Sony Computer Entertainment America will issue refunds to customers who bought its PlayStation Vita handheld video game system before June 2012 to settle false advertising claims brought by the Federal Trade Commission, the agency said Tuesday.
The FTC claims that Sony misled consumers about “game changing” features of the Vita, including the ability to seamlessly begin playing any PlayStation 3 game immediately on the handheld Vita. That feature only worked as advertised for certain games, the FTC acknowledged.
Customers who bought the Vita before June 1, 2012, are entitled to either a $50 voucher for select video game merchandise or $25 cash or credit refund. Given sales of the PS Vita in the U.S. at the time, total refunds paid out could reach $14 million. Sony will notify customers who qualify for the refunds via email.

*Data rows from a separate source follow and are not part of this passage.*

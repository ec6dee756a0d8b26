//! Interactive prompts — the `ReviewPrompter` implementation over stdin and
//! the user's `$EDITOR`.

use std::io::{self, BufRead, Write as _};

use mvw_core::{
  record::{CatalogRecord, MovieRecord, STAR_FIRST_DEFAULT, validate_star},
  session::{ReviewInput, ReviewPrompter},
};

use crate::{config::Settings, render};

/// Prompter backed by the terminal. Returning `None` from any step aborts
/// the session with nothing persisted.
pub struct StdinPrompter {
  settings: Settings,
}

impl StdinPrompter {
  pub fn new(settings: Settings) -> Self {
    Self { settings }
  }
}

impl ReviewPrompter for StdinPrompter {
  fn first_review(&self, record: &CatalogRecord) -> Option<ReviewInput> {
    render::catalog_card(record, &self.settings);

    let star = read_star(STAR_FIRST_DEFAULT)?;
    let review = read_review(None)?;
    Some(ReviewInput { star, review })
  }

  fn edit_review(&self, existing: &MovieRecord) -> Option<ReviewInput> {
    render::review_card(existing, &self.settings);
    println!(
      "Already reviewed. Press ENTER at any prompt to keep the previous value."
    );

    let star = read_star(existing.star)?;
    let review = read_review(Some(&existing.review))?;
    Some(ReviewInput { star, review })
  }
}

// ─── Line-level helpers ──────────────────────────────────────────────────────

/// One trimmed line from stdin; `None` on EOF (user abort).
pub fn read_line(prompt: &str) -> Option<String> {
  print!("{prompt}> ");
  io::stdout().flush().ok();

  let mut line = String::new();
  match io::stdin().lock().read_line(&mut line) {
    Ok(0) => None,
    Ok(_) => Some(line.trim().to_string()),
    Err(err) => {
      tracing::warn!(%err, "failed to read stdin");
      None
    }
  }
}

/// Star rating in [0.0, 5.0]; empty input accepts `default`, bad input
/// re-prompts, EOF aborts. Half points are a display convention; any real
/// number in range is accepted.
fn read_star(default: f64) -> Option<f64> {
  loop {
    let line = read_line(&format!("MVW star (0 ~ 5) [{default}]"))?;
    if line.is_empty() {
      return Some(default);
    }
    match line.parse::<f64>() {
      Ok(star) if validate_star(star).is_ok() => return Some(star),
      _ => println!("Please enter a number between 0 and 5 (halves allowed)."),
    }
  }
}

/// Review text, inline or via `$EDITOR`. `prior` is offered both as the
/// inline default and as the editor seed.
fn read_review(prior: Option<&str>) -> Option<String> {
  let answer = read_line("MVW use text editor? [y/N]")?;
  if answer.eq_ignore_ascii_case("y") {
    match edit_in_editor(prior.unwrap_or_default()) {
      Ok(text) => return Some(text),
      Err(err) => {
        tracing::warn!(%err, "editor failed, falling back to inline input");
      }
    }
  }

  let line = read_line("MVW review")?;
  match prior {
    Some(prior) if line.is_empty() => Some(prior.to_string()),
    _ => Some(line),
  }
}

/// Open `$EDITOR` (default `vi`) on a temp file seeded with `seed`.
fn edit_in_editor(seed: &str) -> io::Result<String> {
  let editor = std::env::var("EDITOR").unwrap_or_else(|_| "vi".to_string());

  let mut file = tempfile::NamedTempFile::new()?;
  file.write_all(seed.as_bytes())?;
  file.flush()?;

  let status = std::process::Command::new(&editor).arg(file.path()).status()?;
  if !status.success() {
    return Err(io::Error::other(format!("{editor} exited with {status}")));
  }

  let text = std::fs::read_to_string(file.path())?;
  Ok(text.trim_end().to_string())
}
//! Local poster image cache.

use std::path::{Path, PathBuf};

use mvw_core::catalog::{PosterCache, PosterError};

/// Downloads poster images into a flat directory, one file per remote link.
///
/// The filename is derived from the link, so a second call for the same
/// poster finds the file on disk and skips the network entirely.
#[derive(Clone)]
pub struct PosterStore {
  client: reqwest::Client,
  dir:    PathBuf,
}

impl PosterStore {
  pub fn new(client: reqwest::Client, dir: impl Into<PathBuf>) -> Self {
    Self { client, dir: dir.into() }
  }
}

impl PosterCache for PosterStore {
  async fn ensure_cached(&self, remote_link: &str) -> Result<PathBuf, PosterError> {
    if remote_link.is_empty() || remote_link == "N/A" {
      return Err(PosterError::NoPoster);
    }

    tokio::fs::create_dir_all(&self.dir).await?;
    let path = self.dir.join(poster_filename(remote_link));

    if path.exists() {
      tracing::debug!(path = %path.display(), "poster already cached");
      return Ok(path);
    }

    let resp = self
      .client
      .get(remote_link)
      .send()
      .await
      .and_then(|r| r.error_for_status())
      .map_err(|e| PosterError::Fetch(e.to_string()))?;
    let bytes = resp
      .bytes()
      .await
      .map_err(|e| PosterError::Fetch(e.to_string()))?;

    tokio::fs::write(&path, &bytes).await?;
    tracing::debug!(path = %path.display(), bytes = bytes.len(), "poster cached");
    Ok(path)
  }
}

/// Derive a stable filename from the remote link: the last path segment with
/// the provider's `@...` sizing suffix stripped.
fn poster_filename(link: &str) -> String {
  let last = link.rsplit('/').next().unwrap_or(link);
  let stem = last.split('@').next().unwrap_or(last);
  if Path::new(stem).extension().is_some() {
    stem.to_string()
  } else {
    format!("{stem}.jpg")
  }
}

#[cfg(test)]
mod tests {
  use super::*;

  #[test]
  fn filename_strips_sizing_suffix() {
    let link = "https://m.media-amazon.com/images/M/MV5BZjdkOTU3MDkt@._V1_SX300.jpg";
    assert_eq!(poster_filename(link), "MV5BZjdkOTU3MDkt.jpg");
  }

  #[test]
  fn filename_keeps_plain_image_names() {
    assert_eq!(
      poster_filename("https://img.example/posters/alien.png"),
      "alien.png"
    );
  }

  #[tokio::test]
  async fn cached_poster_skips_the_network() {
    let dir = tempfile::tempdir().unwrap();
    let link = "https://unreachable.invalid/posters/already@._V1.jpg";
    std::fs::write(dir.path().join("already.jpg"), b"jpeg bytes").unwrap();

    // An unreachable host proves no request is attempted for a cache hit.
    let store = PosterStore::new(reqwest::Client::new(), dir.path());
    let path = store.ensure_cached(link).await.unwrap();
    assert_eq!(path, dir.path().join("already.jpg"));
  }

  #[tokio::test]
  async fn placeholder_link_is_rejected() {
    let dir = tempfile::tempdir().unwrap();
    let store = PosterStore::new(reqwest::Client::new(), dir.path());
    assert!(matches!(
      store.ensure_cached("N/A").await,
      Err(PosterError::NoPoster)
    ));
  }
}
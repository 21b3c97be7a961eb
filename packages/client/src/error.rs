//! Client error definitions.

use thiserror::Error;

/// Errors that end the client.
#[derive(Debug, Error)]
pub enum ClientError {
    #[error("invalid relay url {url}: {source}")]
    InvalidUrl {
        url: String,
        #[source]
        source: url::ParseError,
    },

    #[error("failed to connect to {url}: {source}")]
    Connect {
        url: String,
        #[source]
        source: tokio_tungstenite::tungstenite::Error,
    },

    #[error("websocket error: {0}")]
    WebSocket(#[from] tokio_tungstenite::tungstenite::Error),

    #[error("failed to encode message: {0}")]
    Encode(#[from] serde_json::Error),
}

/// Errors in a typed input line. Reported and then ignored.
#[derive(Debug, Error, Clone, PartialEq, Eq)]
pub enum CommandError {
    #[error("unknown command: {0} (try /roster or /quit)")]
    UnknownCommand(String),

    #[error("start a message with @<identity>")]
    MissingRecipient,

    #[error("nothing to send to {0}")]
    MissingMessage(String),
}
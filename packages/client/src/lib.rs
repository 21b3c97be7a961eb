//! Command-line client for the relay.

pub mod command;
pub mod error;
mod runner;

pub use runner::{ClientArgs, connect_url, run_client};
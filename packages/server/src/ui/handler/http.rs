//! HTTP endpoint handlers.

use std::sync::Arc;

use axum::{
    Json,
    extract::State,
    http::StatusCode,
    response::{Html, IntoResponse, Response},
};

use crate::{
    infrastructure::dto::http::{HealthDto, RosterEntryDto},
    ui::state::AppState,
};

/// Health check endpoint
pub async fn health_check() -> Json<HealthDto> {
    Json(HealthDto {
        status: "ok".to_string(),
    })
}

/// Live sessions, oldest first
pub async fn get_roster(State(state): State<Arc<AppState>>) -> Json<Vec<RosterEntryDto>> {
    let members = state.registry.members().await;
    Json(members.into_iter().map(RosterEntryDto::from).collect())
}

/// Serve the browser page from disk
pub async fn serve_html(State(state): State<Arc<AppState>>) -> Response {
    match tokio::fs::read_to_string(&state.html_path).await {
        Ok(body) => Html(body).into_response(),
        Err(e) => {
            tracing::warn!("Failed to read {}: {}", state.html_path.display(), e);
            (StatusCode::INTERNAL_SERVER_ERROR, e.to_string()).into_response()
        }
    }
}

The FTC also claimed that Sony’s advertising agency, Deutsch LA, deceived consumers by having its employees try to generate hype for the gaming system on Twitter without disclosing their association with the product. The agency is banned from such practices in the future.
Sony is the latest in a growing list of tech companies that have been accused of misleading customers by the FTC. Apple, Amazon, Google, AT&T and T-Mobile have all had to contend with FTC settlements or lawsuits this year. A Sony spokesperson did not immediately respond to a request for comment.